6 Undertakings and wider SJR outcomes

Awareness of the reforms in practice

6.1 The majority of professional stakeholders interviewed were aware that changes to undertakings were introduced at the start of 2008 and had good general awareness of what the reforms entailed from a process level. There was less understanding of the philosophy underlying the reforms to undertakings, and SJR more generally.

6.2 Overall, of those interviewed, the police had the greatest level of awareness of the undertakings reforms and the associated impact on their own workloads. Generally, police referred to 'undertakings' as 'police bail' and described the purpose of the reforms as being to bring cases to court quicker, reduce wasted court time and increase efficiency, making things fairer, so that people are not held in police custody for excessive lengths of time, and allowing special conditions to be given when someone is released on an undertaking.

6.3 Interviews with Sheriffs revealed much less awareness and knowledge of the specific undertakings reforms compared to other reforms. Sheriffs intimated that this is an area that affects them less and is of greater interest and relevance to the police than themselves. Indeed, how the case comes to court does not impact on the role of the Sheriff who deals with each case on merit and applies the law in determining issues before them.

6.4 Defence Agents generally seemed aware of the reforms to undertakings, only as a consequence of a perceived increase in the use of undertakings by the police, and perceived greater use of conditions on undertakings being imposed by the police.

6.5 Procurators Fiscal generally described the reforms in terms of allowing cases to be fast tracked to court.

Meeting the intended outcomes

6.6 As a package, the summary justice reforms had a number of specific intended outcomes, some of which were more directly relevant to undertakings than others. The outcome that was perhaps most closely associated with reforms to undertakings was that, for those cases that do come to court, they will do so more quickly.

Cases coming to court more quickly

6.7 When questioned about whether or not the reforms to undertakings had contributed to cases coming to court more quickly, most police supervisors felt that there had been a "definite improvement" [Police Operational Supervisor] and that undertakings "had vastly improved the system" [Police Operational Supervisor]. This was despite some officers saying that bringing cases to court more quickly reduced the amount of time they had to carry out a full enquiry and that speed had impacted on police workloads (as discussed in the previous chapters).

6.8 Importantly, the extent to which speedier justice was perceived to be being achieved again varied by area, with police officers in Lothian and Borders and Central stating there was a noticeable change with regard to undertakings, but officers in Ayrshire and Glasgow and Strathkelvin stating the change was too slight to comment on:

"Undertakings was seen as a quicker way of getting people through the system…so cases would come to court within 28 days instead of up to 18 months after the event.
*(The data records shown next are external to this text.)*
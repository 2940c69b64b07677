//! Where directive documents come from

use async_trait::async_trait;
use reqwest::Client;
use std::time::Duration;
use thiserror::Error;
use url::Url;

/// Why a directive document could not be loaded
#[derive(Debug, Error)]
pub enum DirectiveError {
    #[error("robots.txt returned HTTP {0}")]
    Status(u16),

    #[error("robots.txt request failed: {0}")]
    Transport(String),
}

/// Supplies the raw robots.txt text for a site
#[async_trait]
pub trait DirectiveSource: Send + Sync {
    /// Fetches the directive document for the site `origin` belongs to
    async fn fetch(&self, origin: &Url, user_agent: &str) -> Result<String, DirectiveError>;
}

/// Fetches `/robots.txt` over HTTP
#[derive(Debug, Clone)]
pub struct HttpDirectiveSource {
    client: Client,
    timeout: Duration,
}

impl HttpDirectiveSource {
    pub fn new(client: Client) -> Self {
        Self {
            client,
            timeout: Duration::from_secs(10),
        }
    }
}

/// Location of the robots.txt document for the site `url` belongs to
pub fn robots_url(url: &Url) -> Result<Url, url::ParseError> {
    url.join("/robots.txt")
}

#[async_trait]
impl DirectiveSource for HttpDirectiveSource {
    async fn fetch(&self, origin: &Url, user_agent: &str) -> Result<String, DirectiveError> {
        let target = robots_url(origin).map_err(|e| DirectiveError::Transport(e.to_string()))?;

        let response = self
            .client
            .get(target)
            .header(reqwest::header::USER_AGENT, user_agent)
            .timeout(self.timeout)
            .send()
            .await
            .map_err(|e| DirectiveError::Transport(e.to_string()))?;

        let status = response.status();
        if !status.is_success() {
            return Err(DirectiveError::Status(status.as_u16()));
        }

        response
            .text()
            .await
            .map_err(|e| DirectiveError::Transport(e.to_string()))
    }
}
With undertakings, start to finish it's a lot quicker, that's what I've noticed generally. In that way I'd say it's been a positive, and it continues to be a positive." [Police Officer]

6.9 Almost all Defence Agents interviewed also agreed that the changes to undertakings had contributed to cases coming to court more quickly.

6.10 Numeric data also show that cases are reaching the pleading diet more quickly, with police 28 day targets largely being met and Fiscal case marking also on target.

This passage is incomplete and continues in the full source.